◆ REQUIREMENT: Return all lines in the data where the string "fields" can be found.

Saved entries:
◇ ◇ ◇

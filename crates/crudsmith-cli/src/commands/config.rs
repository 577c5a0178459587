//! `crudsmith config`: inspect the effective configuration.

use crate::{
    cli::{ConfigCommands, OutputFormat},
    config::AppConfig,
    error::{CliError, CliResult},
    output::OutputManager,
};

/// Dispatch to the correct config subcommand.
pub fn execute(cmd: ConfigCommands, config: AppConfig, output: OutputManager) -> CliResult<()> {
    match cmd {
        ConfigCommands::Get { key } => {
            let value = get_config_value(&config, &key)?;
            output.print(&value)?;
        }

        ConfigCommands::List => {
            if output.format() == OutputFormat::Json {
                output.json(&config)?;
                return Ok(());
            }
            output.header("Current Configuration:")?;
            for key in AppConfig::KEYS {
                if let Some(value) = config.get(key) {
                    output.print(&format!("  {key:<28} = {value}"))?;
                }
            }
        }

        ConfigCommands::Path => {
            output.print(&AppConfig::config_path().display().to_string())?;
        }
    }

    Ok(())
}

// ── helpers ───────────────────────────────────────────────────────────────────

fn get_config_value(config: &AppConfig, key: &str) -> CliResult<String> {
    config.get(key).ok_or_else(|| CliError::ConfigError {
        message: format!(
            "Unknown config key: '{key}' (known keys: {})",
            AppConfig::KEYS.join(", ")
        ),
        source: None,
    })
}

// ── tests ─────────────────────────────────────────────────────────────────────
//! Flags shared by every subcommand, flattened into [`super::Cli`].

use std::path::PathBuf;

use clap::Args;

#[derive(Debug, Args)]
pub struct GlobalArgs {
    /// Log verbosity: `-v` reports pipeline steps, `-vv` every written file,
    /// `-vvv` everything.  `RUST_LOG` takes precedence when set.
    #[arg(
        short = 'v',
        long = "verbose",
        action = clap::ArgAction::Count,
        global = true,
        help = "Increase verbosity (-v, -vv, -vvv)",
        long_help = "Increase logging verbosity:
    (none)  - Warnings and errors
    -v      - Pipeline steps (validate, write, archive, deliver)
    -vv     - Every artifact written to staging
    -vvv    - Trace level"
    )]
    pub verbose: u8,

    /// Only errors and requested results (archive bytes, JSON) are printed.
    #[arg(
        short = 'q',
        long = "quiet",
        global = true,
        conflicts_with = "verbose",
        help = "Suppress progress and success messages"
    )]
    pub quiet: bool,

    /// Honours the `NO_COLOR` convention (<https://no-color.org>).
    #[arg(
        long = "no-color",
        global = true,
        env = "NO_COLOR",
        help = "Disable colored output"
    )]
    pub no_color: bool,

    /// Read this TOML file instead of the user and local config files.
    #[arg(
        short = 'c',
        long = "config",
        global = true,
        value_name = "FILE",
        help = "Configuration file path"
    )]
    pub config: Option<PathBuf>,

    /// Also write JSON log lines to this file.
    #[arg(
        long = "log-file",
        global = true,
        value_name = "FILE",
        env = "CRUDSMITH_LOG_FILE",
        help = "Write JSON logs to FILE"
    )]
    pub log_file: Option<PathBuf>,

    #[arg(
        long = "output-format",
        global = true,
        value_enum,
        default_value = "auto",
        help = "Output format for messages and results"
    )]
    pub output_format: OutputFormat,
}

/// How the CLI renders messages and results.
#[derive(Debug, Clone, Copy, Default, PartialEq, Eq, clap::ValueEnum)]
pub enum OutputFormat {
    /// Human on a terminal, plain otherwise.
    #[default]
    Auto,
    /// Colors, symbols and spinners.
    Human,
    /// No ANSI codes, no spinner.
    Plain,
    /// Results as JSON documents on stdout.
    Json,
}
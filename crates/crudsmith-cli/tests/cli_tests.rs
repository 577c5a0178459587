//! End-to-end tests for the `crudsmith` binary.

use std::fs;
use std::io::{Cursor, Read};
use std::path::Path;

use assert_cmd::Command;
use predicates::prelude::*;
use tempfile::TempDir;

const SHOP: &str = r#"{
    "projectName": "shop",
    "entities": [
        {"name": "Product", "fields": [
            {"name": "title", "type": "string"},
            {"name": "price", "type": "number"},
            {"name": "category", "type": "string", "ref": "Category"}
        ]},
        {"name": "Category", "fields": [
            {"name": "label", "type": "string"}
        ]}
    ]
}"#;

/// A command isolated from the user's config, env and log settings.
fn crudsmith(dir: &Path) -> Command {
    let mut cmd = Command::cargo_bin("crudsmith").unwrap();
    cmd.current_dir(dir)
        .env("HOME", dir)
        .env("XDG_CONFIG_HOME", dir.join(".config"))
        .env("NO_COLOR", "1")
        .env_remove("RUST_LOG")
        .env_remove("CRUDSMITH_LOG_FILE")
        .env_remove("CRUDSMITH__DEFAULTS__DIALECT");
    cmd
}

fn workspace() -> TempDir {
    let dir = TempDir::new().unwrap();
    fs::write(dir.path().join("shop.json"), SHOP).unwrap();
    dir
}

fn entry_names(bytes: Vec<u8>) -> Vec<String> {
    let archive = zip::ZipArchive::new(Cursor::new(bytes)).unwrap();
    archive.file_names().map(str::to_string).collect()
}

fn staging_is_empty(dir: &Path) -> bool {
    let staging = dir.join("staging");
    !staging.exists() || fs::read_dir(staging).unwrap().next().is_none()
}

// ── help / version ────────────────────────────────────────────────────────────

#[test]
fn help_lists_commands() {
    let dir = TempDir::new().unwrap();
    crudsmith(dir.path())
        .arg("--help")
        .assert()
        .success()
        .stdout(predicate::str::contains("generate"))
        .stdout(predicate::str::contains("dialects"));
}

#[test]
fn version_matches_package() {
    let dir = TempDir::new().unwrap();
    crudsmith(dir.path())
        .arg("--version")
        .assert()
        .success()
        .stdout(predicate::str::contains(env!("CARGO_PKG_VERSION")));
}

#[test]
fn generate_help_mentions_schema() {
    let dir = TempDir::new().unwrap();
    crudsmith(dir.path())
        .args(["generate", "--help"])
        .assert()
        .success()
        .stdout(predicate::str::contains("--schema"))
        .stdout(predicate::str::contains("--dialect"));
}

// ── generate ──────────────────────────────────────────────────────────────────

#[test]
fn generate_writes_typescript_archive() {
    let dir = workspace();
    crudsmith(dir.path())
        .args(["generate", "-s", "shop.json", "--staging-dir", "staging"])
        .assert()
        .success()
        .stderr(predicate::str::contains("shop.zip"));

    let names = entry_names(fs::read(dir.path().join("shop.zip")).unwrap());
    let files: Vec<_> = names.iter().filter(|n| !n.ends_with('/')).collect();
    assert_eq!(files.len(), 13, "{names:?}");
    assert!(names.contains(&"src/interfaces/Product.interface.ts".to_string()));
    assert!(names.contains(&"src/routes/Category.routes.ts".to_string()));
    assert!(names.contains(&"start.bat".to_string()));
    assert!(staging_is_empty(dir.path()));
}

#[test]
fn generate_javascript_with_shell_script() {
    let dir = workspace();
    crudsmith(dir.path())
        .args([
            "gen",
            "-s",
            "shop.json",
            "-d",
            "js",
            "--startup-script",
            "sh",
            "-o",
            "api.zip",
            "--staging-dir",
            "staging",
        ])
        .assert()
        .success();

    let bytes = fs::read(dir.path().join("api.zip")).unwrap();
    let names = entry_names(bytes.clone());
    assert_eq!(names.iter().filter(|n| !n.ends_with('/')).count(), 9);
    assert!(names.contains(&"start.sh".to_string()));
    assert!(!names.iter().any(|n| n.contains("interfaces")));

    let mut archive = zip::ZipArchive::new(Cursor::new(bytes)).unwrap();
    let mut index = String::new();
    archive
        .by_name("src/index.js")
        .unwrap()
        .read_to_string(&mut index)
        .unwrap();
    assert!(index.contains("mongodb://"));
    assert!(index.contains("/shop"));
}

#[test]
fn config_dialect_applies_without_flag() {
    let dir = workspace();
    crudsmith(dir.path())
        .env("CRUDSMITH__DEFAULTS__DIALECT", "javascript")
        .args(["generate", "-s", "shop.json", "--staging-dir", "staging"])
        .assert()
        .success();

    let names = entry_names(fs::read(dir.path().join("shop.zip")).unwrap());
    assert!(names.contains(&"src/index.js".to_string()));
}

#[test]
fn schema_from_stdin_with_name_override() {
    let dir = TempDir::new().unwrap();
    crudsmith(dir.path())
        .args([
            "generate",
            "-s",
            "-",
            "--name",
            "store",
            "--staging-dir",
            "staging",
        ])
        .write_stdin(r#"{"entities": [{"name": "Product", "fields": []}]}"#)
        .assert()
        .success();

    assert!(dir.path().join("store.zip").exists());
}

#[test]
fn output_dash_streams_archive_to_stdout() {
    let dir = workspace();
    let assert = crudsmith(dir.path())
        .args([
            "generate",
            "-s",
            "shop.json",
            "-o",
            "-",
            "--staging-dir",
            "staging",
        ])
        .assert()
        .success();

    let stdout = assert.get_output().stdout.clone();
    assert!(stdout.starts_with(b"PK"));
    assert!(entry_names(stdout).contains(&"package.json".to_string()));
    assert!(!dir.path().join("shop.zip").exists());
}

#[test]
fn json_receipt_describes_archive() {
    let dir = workspace();
    let assert = crudsmith(dir.path())
        .args([
            "--output-format",
            "json",
            "generate",
            "-s",
            "shop.json",
            "--staging-dir",
            "staging",
        ])
        .assert()
        .success();

    let receipt: serde_json::Value = serde_json::from_slice(&assert.get_output().stdout).unwrap();
    assert_eq!(receipt["projectName"], "shop");
    assert_eq!(receipt["dialect"], "typescript");
    assert_eq!(receipt["fileName"], "shop.zip");
    assert_eq!(receipt["filesWritten"], 13);
    assert_eq!(
        receipt["contentDisposition"],
        "attachment; filename=\"shop.zip\""
    );
}

#[test]
fn dry_run_writes_nothing() {
    let dir = workspace();
    crudsmith(dir.path())
        .args([
            "generate",
            "-s",
            "shop.json",
            "--dry-run",
            "--staging-dir",
            "staging",
        ])
        .assert()
        .success()
        .stderr(predicate::str::contains("src/models/Product.model.ts"));

    assert!(!dir.path().join("shop.zip").exists());
    assert!(!dir.path().join("staging").exists());
}

#[test]
fn dry_run_json_reports_file_count() {
    let dir = workspace();
    let assert = crudsmith(dir.path())
        .args(["--output-format", "json", "generate", "-s", "shop.json", "--dry-run"])
        .assert()
        .success();

    let plan: serde_json::Value = serde_json::from_slice(&assert.get_output().stdout).unwrap();
    assert_eq!(plan["fileCount"], 13);
    assert_eq!(plan["files"].as_array().unwrap().len(), 13);
}

// ── errors ────────────────────────────────────────────────────────────────────

#[test]
fn empty_entities_is_user_error() {
    let dir = TempDir::new().unwrap();
    fs::write(
        dir.path().join("empty.json"),
        r#"{"projectName": "shop", "entities": []}"#,
    )
    .unwrap();

    crudsmith(dir.path())
        .args(["generate", "-s", "empty.json", "--staging-dir", "staging"])
        .assert()
        .code(2);

    assert!(!dir.path().join("shop.zip").exists());
}

#[test]
fn missing_schema_is_not_found() {
    let dir = TempDir::new().unwrap();
    crudsmith(dir.path())
        .args(["generate", "-s", "nope.json"])
        .assert()
        .code(3)
        .stderr(predicate::str::contains("nope.json"));
}

#[test]
fn malformed_schema_is_user_error() {
    let dir = TempDir::new().unwrap();
    fs::write(dir.path().join("bad.json"), "{ not json").unwrap();

    crudsmith(dir.path())
        .args(["generate", "-s", "bad.json"])
        .assert()
        .code(2)
        .stderr(predicate::str::contains("Malformed schema"));
}

#[test]
fn existing_output_requires_force() {
    let dir = workspace();
    fs::write(dir.path().join("shop.zip"), b"keep me").unwrap();

    crudsmith(dir.path())
        .args(["generate", "-s", "shop.json", "--staging-dir", "staging"])
        .assert()
        .code(2)
        .stderr(predicate::str::contains("--force"));
    assert_eq!(fs::read(dir.path().join("shop.zip")).unwrap(), b"keep me");

    crudsmith(dir.path())
        .args([
            "generate",
            "-s",
            "shop.json",
            "--force",
            "--staging-dir",
            "staging",
        ])
        .assert()
        .success();
    assert!(fs::read(dir.path().join("shop.zip")).unwrap().starts_with(b"PK"));
}

#[test]
fn stdout_archive_conflicts_with_json_output() {
    let dir = workspace();
    crudsmith(dir.path())
        .args([
            "--output-format",
            "json",
            "generate",
            "-s",
            "shop.json",
            "-o",
            "-",
        ])
        .assert()
        .code(2);
}

#[test]
fn shared_staging_in_cwd_cannot_overwrite_its_own_archive() {
    let dir = workspace();
    crudsmith(dir.path())
        .args([
            "generate",
            "-s",
            "shop.json",
            "--shared-staging",
            "--staging-dir",
            ".",
        ])
        .assert()
        .code(2)
        .stderr(predicate::str::contains("--shared-staging"));
    assert!(!dir.path().join("shop.zip").exists());
    assert!(!dir.path().join("shop").exists());

    crudsmith(dir.path())
        .args([
            "generate",
            "-s",
            "shop.json",
            "--shared-staging",
            "--staging-dir",
            ".",
            "-o",
            "delivered.zip",
        ])
        .assert()
        .success();
    assert!(fs::read(dir.path().join("delivered.zip")).unwrap().starts_with(b"PK"));
    assert!(!dir.path().join("shop.zip").exists());
}

#[test]
fn unknown_dialect_is_rejected_by_parser() {
    let dir = workspace();
    crudsmith(dir.path())
        .args(["generate", "-s", "shop.json", "-d", "cobol"])
        .assert()
        .code(2);
}

#[test]
fn invalid_config_file_is_configuration_error() {
    let dir = workspace();
    fs::write(dir.path().join("bad.toml"), "[defaults]\ndialect = \"cobol\"\n").unwrap();

    crudsmith(dir.path())
        .args(["--config", "bad.toml", "dialects"])
        .assert()
        .code(4);
}

// ── other commands ────────────────────────────────────────────────────────────

#[test]
fn dialects_json_lists_both() {
    let dir = TempDir::new().unwrap();
    let assert = crudsmith(dir.path())
        .args(["dialects", "--format", "json"])
        .assert()
        .success();

    let dialects: serde_json::Value =
        serde_json::from_slice(&assert.get_output().stdout).unwrap();
    assert_eq!(dialects[0]["name"], "typescript");
    assert_eq!(dialects[0]["filesPerEntity"], 5);
    assert_eq!(dialects[1]["name"], "javascript");
    assert_eq!(dialects[1]["projectFiles"], 3);
}

#[test]
fn dialects_list_prints_names() {
    let dir = TempDir::new().unwrap();
    crudsmith(dir.path())
        .args(["ls", "--format", "list"])
        .assert()
        .success()
        .stdout("typescript\njavascript\n");
}

#[test]
fn init_local_then_config_get() {
    let dir = TempDir::new().unwrap();
    crudsmith(dir.path())
        .args(["init", "--local"])
        .assert()
        .success();
    assert!(dir.path().join(".crudsmith.toml").exists());

    crudsmith(dir.path())
        .args(["config", "get", "defaults.dialect"])
        .assert()
        .success()
        .stderr(predicate::str::contains("typescript"));
}

#[test]
fn config_get_unknown_key_fails() {
    let dir = TempDir::new().unwrap();
    crudsmith(dir.path())
        .args(["config", "get", "nope"])
        .assert()
        .code(4);
}

#[test]
fn completions_for_bash() {
    let dir = TempDir::new().unwrap();
    crudsmith(dir.path())
        .args(["completions", "bash"])
        .assert()
        .success()
        .stdout(predicate::str::contains("crudsmith"));
}
//! In-memory filesystem adapter for testing.

use std::{
    collections::{HashMap, HashSet},
    io::{Cursor, Read},
    path::{Path, PathBuf},
    sync::{Arc, RwLock},
};

use crudsmith_core::{
    application::{ApplicationError, ports::Filesystem},
    error::CrudsmithResult,
};

/// In-memory filesystem for testing.
#[derive(Debug, Clone)]
pub struct MemoryFilesystem {
    inner: Arc<RwLock<MemoryFilesystemInner>>,
}

#[derive(Debug, Default)]
struct MemoryFilesystemInner {
    files: HashMap<PathBuf, Vec<u8>>,
    directories: HashSet<PathBuf>,
    executables: HashSet<PathBuf>,
}

impl MemoryFilesystem {
    /// Create a new empty memory filesystem.
    pub fn new() -> Self {
        Self {
            inner: Arc::new(RwLock::new(MemoryFilesystemInner::default())),
        }
    }

    /// Read a file's content (testing helper).
    pub fn read_file(&self, path: &Path) -> Option<String> {
        let inner = self.inner.read().ok()?;
        inner
            .files
            .get(path)
            .map(|bytes| String::from_utf8_lossy(bytes).into_owned())
    }

    /// Store raw bytes, creating parents (testing helper).
    pub fn put_bytes(&self, path: &Path, bytes: Vec<u8>) {
        if let Ok(mut inner) = self.inner.write() {
            if let Some(parent) = path.parent() {
                inner.insert_dirs(parent);
            }
            inner.files.insert(path.to_path_buf(), bytes);
        }
    }

    /// Check if a file is marked executable.
    pub fn is_executable(&self, path: &Path) -> bool {
        self.inner
            .read()
            .map(|inner| inner.executables.contains(path))
            .unwrap_or(false)
    }

    /// List all files, sorted.
    pub fn list_files(&self) -> Vec<PathBuf> {
        let mut files: Vec<_> = self
            .inner
            .read()
            .map(|inner| inner.files.keys().cloned().collect())
            .unwrap_or_default();
        files.sort();
        files
    }

    /// Clear all contents.
    pub fn clear(&self) {
        if let Ok(mut inner) = self.inner.write() {
            inner.files.clear();
            inner.directories.clear();
            inner.executables.clear();
        }
    }
}

impl MemoryFilesystemInner {
    fn insert_dirs(&mut self, path: &Path) {
        let mut current = PathBuf::new();
        for component in path.components() {
            current.push(component);
            self.directories.insert(current.clone());
        }
    }
}

impl Default for MemoryFilesystem {
    fn default() -> Self {
        Self::new()
    }
}

impl Filesystem for MemoryFilesystem {
    fn create_dir_all(&self, path: &Path) -> CrudsmithResult<()> {
        let mut inner = self
            .inner
            .write()
            .map_err(|_| ApplicationError::StoreLockError)?;
        inner.insert_dirs(path);
        Ok(())
    }

    fn write_file(&self, path: &Path, content: &str) -> CrudsmithResult<()> {
        let mut inner = self
            .inner
            .write()
            .map_err(|_| ApplicationError::StoreLockError)?;

        // Ensure parent exists
        if let Some(parent) = path.parent()
            && !parent.as_os_str().is_empty()
            && !inner.directories.contains(parent)
        {
            return Err(ApplicationError::FilesystemError {
                path: path.to_path_buf(),
                reason: "Parent directory does not exist".into(),
            }
            .into());
        }

        inner
            .files
            .insert(path.to_path_buf(), content.as_bytes().to_vec());
        Ok(())
    }

    fn set_permissions(&self, path: &Path, executable: bool) -> CrudsmithResult<()> {
        let mut inner = self
            .inner
            .write()
            .map_err(|_| ApplicationError::StoreLockError)?;

        if executable {
            inner.executables.insert(path.to_path_buf());
        } else {
            inner.executables.remove(path);
        }

        Ok(())
    }

    fn exists(&self, path: &Path) -> bool {
        self.inner
            .read()
            .map(|inner| inner.files.contains_key(path) || inner.directories.contains(path))
            .unwrap_or(false)
    }

    fn open_read(&self, path: &Path) -> CrudsmithResult<Box<dyn Read + Send>> {
        let inner = self
            .inner
            .read()
            .map_err(|_| ApplicationError::StoreLockError)?;
        let bytes = inner
            .files
            .get(path)
            .cloned()
            .ok_or_else(|| ApplicationError::FilesystemError {
                path: path.to_path_buf(),
                reason: "No such file".into(),
            })?;
        Ok(Box::new(Cursor::new(bytes)))
    }

    fn remove_dir_all(&self, path: &Path) -> CrudsmithResult<()> {
        let mut inner = self
            .inner
            .write()
            .map_err(|_| ApplicationError::StoreLockError)?;

        inner.directories.retain(|p| !p.starts_with(path));
        inner.files.retain(|p, _| !p.starts_with(path));
        inner.executables.retain(|p| !p.starts_with(path));

        Ok(())
    }

    fn remove_file(&self, path: &Path) -> CrudsmithResult<()> {
        let mut inner = self
            .inner
            .write()
            .map_err(|_| ApplicationError::StoreLockError)?;

        inner.executables.remove(path);
        match inner.files.remove(path) {
            Some(_) => Ok(()),
            None => Err(ApplicationError::FilesystemError {
                path: path.to_path_buf(),
                reason: "No such file".into(),
            }
            .into()),
        }
    }
}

◇ ◇ ◇

◆ EXERCISE SOLUTION:
        {"name": "Product", "fields": [
        {"name": "Category", "fields": [
        .write_stdin(r#"{"entities": [{"name": "Product", "fields": []}]}"#)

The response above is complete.